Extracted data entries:
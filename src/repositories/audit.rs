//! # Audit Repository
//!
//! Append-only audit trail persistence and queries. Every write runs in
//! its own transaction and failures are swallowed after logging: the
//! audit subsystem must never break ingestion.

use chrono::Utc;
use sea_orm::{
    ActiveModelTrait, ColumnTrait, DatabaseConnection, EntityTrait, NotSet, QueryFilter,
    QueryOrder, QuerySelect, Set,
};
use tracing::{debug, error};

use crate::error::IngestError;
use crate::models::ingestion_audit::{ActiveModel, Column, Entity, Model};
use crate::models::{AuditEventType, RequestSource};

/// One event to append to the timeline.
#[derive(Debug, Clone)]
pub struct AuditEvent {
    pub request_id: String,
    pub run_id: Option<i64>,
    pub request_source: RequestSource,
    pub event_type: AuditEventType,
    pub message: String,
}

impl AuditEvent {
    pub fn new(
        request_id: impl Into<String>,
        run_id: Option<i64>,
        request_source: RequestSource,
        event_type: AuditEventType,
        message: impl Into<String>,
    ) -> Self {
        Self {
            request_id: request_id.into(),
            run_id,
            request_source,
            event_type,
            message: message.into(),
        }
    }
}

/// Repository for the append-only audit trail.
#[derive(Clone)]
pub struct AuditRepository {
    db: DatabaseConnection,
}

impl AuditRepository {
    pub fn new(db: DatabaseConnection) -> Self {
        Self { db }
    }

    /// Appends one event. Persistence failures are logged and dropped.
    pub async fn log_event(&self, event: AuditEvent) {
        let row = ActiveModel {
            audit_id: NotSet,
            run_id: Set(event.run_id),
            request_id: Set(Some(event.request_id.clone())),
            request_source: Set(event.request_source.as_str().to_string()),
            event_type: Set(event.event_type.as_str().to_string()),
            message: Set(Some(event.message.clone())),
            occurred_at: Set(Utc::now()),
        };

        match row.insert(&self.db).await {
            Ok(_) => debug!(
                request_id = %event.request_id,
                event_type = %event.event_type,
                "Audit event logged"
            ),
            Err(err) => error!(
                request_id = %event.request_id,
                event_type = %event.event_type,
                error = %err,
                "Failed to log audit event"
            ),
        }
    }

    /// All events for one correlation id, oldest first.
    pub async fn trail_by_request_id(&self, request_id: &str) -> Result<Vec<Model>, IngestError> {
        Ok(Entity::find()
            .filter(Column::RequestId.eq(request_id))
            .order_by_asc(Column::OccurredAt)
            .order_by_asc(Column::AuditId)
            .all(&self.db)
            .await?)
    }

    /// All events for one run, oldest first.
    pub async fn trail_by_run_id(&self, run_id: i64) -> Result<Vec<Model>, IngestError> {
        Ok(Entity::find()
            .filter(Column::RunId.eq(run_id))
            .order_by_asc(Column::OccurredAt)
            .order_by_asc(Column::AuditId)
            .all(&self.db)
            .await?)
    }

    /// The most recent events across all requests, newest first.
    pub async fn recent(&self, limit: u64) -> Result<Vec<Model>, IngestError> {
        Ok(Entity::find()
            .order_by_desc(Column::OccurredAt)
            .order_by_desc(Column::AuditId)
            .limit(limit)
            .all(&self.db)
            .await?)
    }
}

* * *

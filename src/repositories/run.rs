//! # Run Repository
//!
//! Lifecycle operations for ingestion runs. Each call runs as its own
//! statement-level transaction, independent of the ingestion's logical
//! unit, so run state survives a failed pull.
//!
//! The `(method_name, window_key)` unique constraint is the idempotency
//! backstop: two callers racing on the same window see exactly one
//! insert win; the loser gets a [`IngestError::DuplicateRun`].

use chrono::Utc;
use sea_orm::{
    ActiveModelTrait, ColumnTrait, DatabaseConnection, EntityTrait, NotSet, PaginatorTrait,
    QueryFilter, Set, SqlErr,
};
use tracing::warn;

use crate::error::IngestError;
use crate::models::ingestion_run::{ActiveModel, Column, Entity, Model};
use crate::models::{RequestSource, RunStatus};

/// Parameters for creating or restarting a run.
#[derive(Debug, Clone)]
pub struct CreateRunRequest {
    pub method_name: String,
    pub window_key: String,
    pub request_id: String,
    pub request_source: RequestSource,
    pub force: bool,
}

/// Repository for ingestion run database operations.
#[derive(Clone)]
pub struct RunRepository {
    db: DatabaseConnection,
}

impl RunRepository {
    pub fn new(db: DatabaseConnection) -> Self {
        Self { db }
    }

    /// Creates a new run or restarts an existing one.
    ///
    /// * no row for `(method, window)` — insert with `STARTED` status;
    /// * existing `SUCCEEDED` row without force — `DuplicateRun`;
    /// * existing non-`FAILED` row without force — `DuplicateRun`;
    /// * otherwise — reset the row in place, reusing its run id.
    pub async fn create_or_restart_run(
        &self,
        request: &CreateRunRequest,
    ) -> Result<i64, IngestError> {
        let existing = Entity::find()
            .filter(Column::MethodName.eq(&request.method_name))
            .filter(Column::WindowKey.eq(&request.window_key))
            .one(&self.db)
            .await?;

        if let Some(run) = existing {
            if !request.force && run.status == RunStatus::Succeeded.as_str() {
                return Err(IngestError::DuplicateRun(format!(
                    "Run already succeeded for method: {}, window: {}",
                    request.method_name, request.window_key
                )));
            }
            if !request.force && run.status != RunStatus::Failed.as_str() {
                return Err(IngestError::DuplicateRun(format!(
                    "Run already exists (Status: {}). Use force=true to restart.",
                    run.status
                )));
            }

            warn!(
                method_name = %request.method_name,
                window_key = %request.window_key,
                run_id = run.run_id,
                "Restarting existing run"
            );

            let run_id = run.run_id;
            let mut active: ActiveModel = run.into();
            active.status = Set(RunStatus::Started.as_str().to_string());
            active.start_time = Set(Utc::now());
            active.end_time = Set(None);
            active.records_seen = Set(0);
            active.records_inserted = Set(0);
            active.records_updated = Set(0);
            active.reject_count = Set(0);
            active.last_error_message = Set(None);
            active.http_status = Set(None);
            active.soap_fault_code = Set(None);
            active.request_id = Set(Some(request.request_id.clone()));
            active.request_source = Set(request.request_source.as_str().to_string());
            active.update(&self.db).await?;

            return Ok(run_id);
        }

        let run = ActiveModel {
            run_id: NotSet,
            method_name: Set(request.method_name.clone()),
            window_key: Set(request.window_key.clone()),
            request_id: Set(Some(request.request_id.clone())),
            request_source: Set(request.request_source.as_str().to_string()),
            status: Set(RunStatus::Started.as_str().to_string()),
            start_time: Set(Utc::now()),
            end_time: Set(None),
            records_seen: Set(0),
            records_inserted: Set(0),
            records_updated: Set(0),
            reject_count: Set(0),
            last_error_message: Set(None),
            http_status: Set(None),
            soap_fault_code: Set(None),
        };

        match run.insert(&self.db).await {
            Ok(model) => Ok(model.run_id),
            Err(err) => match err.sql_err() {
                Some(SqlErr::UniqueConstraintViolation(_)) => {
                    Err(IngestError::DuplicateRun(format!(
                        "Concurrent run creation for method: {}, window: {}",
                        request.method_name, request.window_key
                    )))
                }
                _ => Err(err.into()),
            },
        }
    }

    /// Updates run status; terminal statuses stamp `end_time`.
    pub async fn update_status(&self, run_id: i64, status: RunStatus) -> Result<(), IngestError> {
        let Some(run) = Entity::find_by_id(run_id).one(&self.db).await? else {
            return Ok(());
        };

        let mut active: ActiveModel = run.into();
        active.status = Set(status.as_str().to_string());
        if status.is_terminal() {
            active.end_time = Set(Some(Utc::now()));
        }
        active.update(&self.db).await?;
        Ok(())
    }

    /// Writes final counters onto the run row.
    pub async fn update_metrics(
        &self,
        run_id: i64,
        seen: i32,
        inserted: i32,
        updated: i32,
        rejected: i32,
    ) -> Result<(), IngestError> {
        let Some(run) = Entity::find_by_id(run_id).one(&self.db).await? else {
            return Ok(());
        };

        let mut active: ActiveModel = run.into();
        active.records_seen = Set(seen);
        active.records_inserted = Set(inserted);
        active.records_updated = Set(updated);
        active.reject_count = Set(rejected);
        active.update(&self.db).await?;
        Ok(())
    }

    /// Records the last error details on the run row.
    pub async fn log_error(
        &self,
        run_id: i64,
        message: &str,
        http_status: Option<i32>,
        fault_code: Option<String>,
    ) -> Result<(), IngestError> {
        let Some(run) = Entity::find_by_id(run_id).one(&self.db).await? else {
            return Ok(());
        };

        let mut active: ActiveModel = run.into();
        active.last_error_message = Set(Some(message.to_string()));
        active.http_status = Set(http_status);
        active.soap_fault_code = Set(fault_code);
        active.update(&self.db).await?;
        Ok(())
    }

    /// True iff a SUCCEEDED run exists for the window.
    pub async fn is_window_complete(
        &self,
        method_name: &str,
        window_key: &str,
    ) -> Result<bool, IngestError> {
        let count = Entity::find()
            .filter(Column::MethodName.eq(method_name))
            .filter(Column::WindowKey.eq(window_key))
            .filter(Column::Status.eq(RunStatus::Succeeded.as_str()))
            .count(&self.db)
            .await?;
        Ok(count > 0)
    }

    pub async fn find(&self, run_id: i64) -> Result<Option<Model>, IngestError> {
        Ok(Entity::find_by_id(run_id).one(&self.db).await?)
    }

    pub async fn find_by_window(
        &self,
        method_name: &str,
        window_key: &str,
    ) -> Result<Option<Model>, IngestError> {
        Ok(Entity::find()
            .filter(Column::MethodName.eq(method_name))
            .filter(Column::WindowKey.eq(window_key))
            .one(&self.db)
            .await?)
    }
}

• _EXERCISE DESCRIPTION_:
Copy out each line from the preceding entries that mentions the word "Some".

• _ANSWER SECTION_:
            request_id: Set(Some(event.request_id.clone())),
            message: Set(Some(event.message.clone())),
        if let Some(run) = existing {
            active.request_id = Set(Some(request.request_id.clone()));
            request_id: Set(Some(request.request_id.clone())),
                Some(SqlErr::UniqueConstraintViolation(_)) => {
        let Some(run) = Entity::find_by_id(run_id).one(&self.db).await? else {
            active.end_time = Set(Some(Utc::now()));
        let Some(run) = Entity::find_by_id(run_id).one(&self.db).await? else {
        let Some(run) = Entity::find_by_id(run_id).one(&self.db).await? else {
        active.last_error_message = Set(Some(message.to_string()));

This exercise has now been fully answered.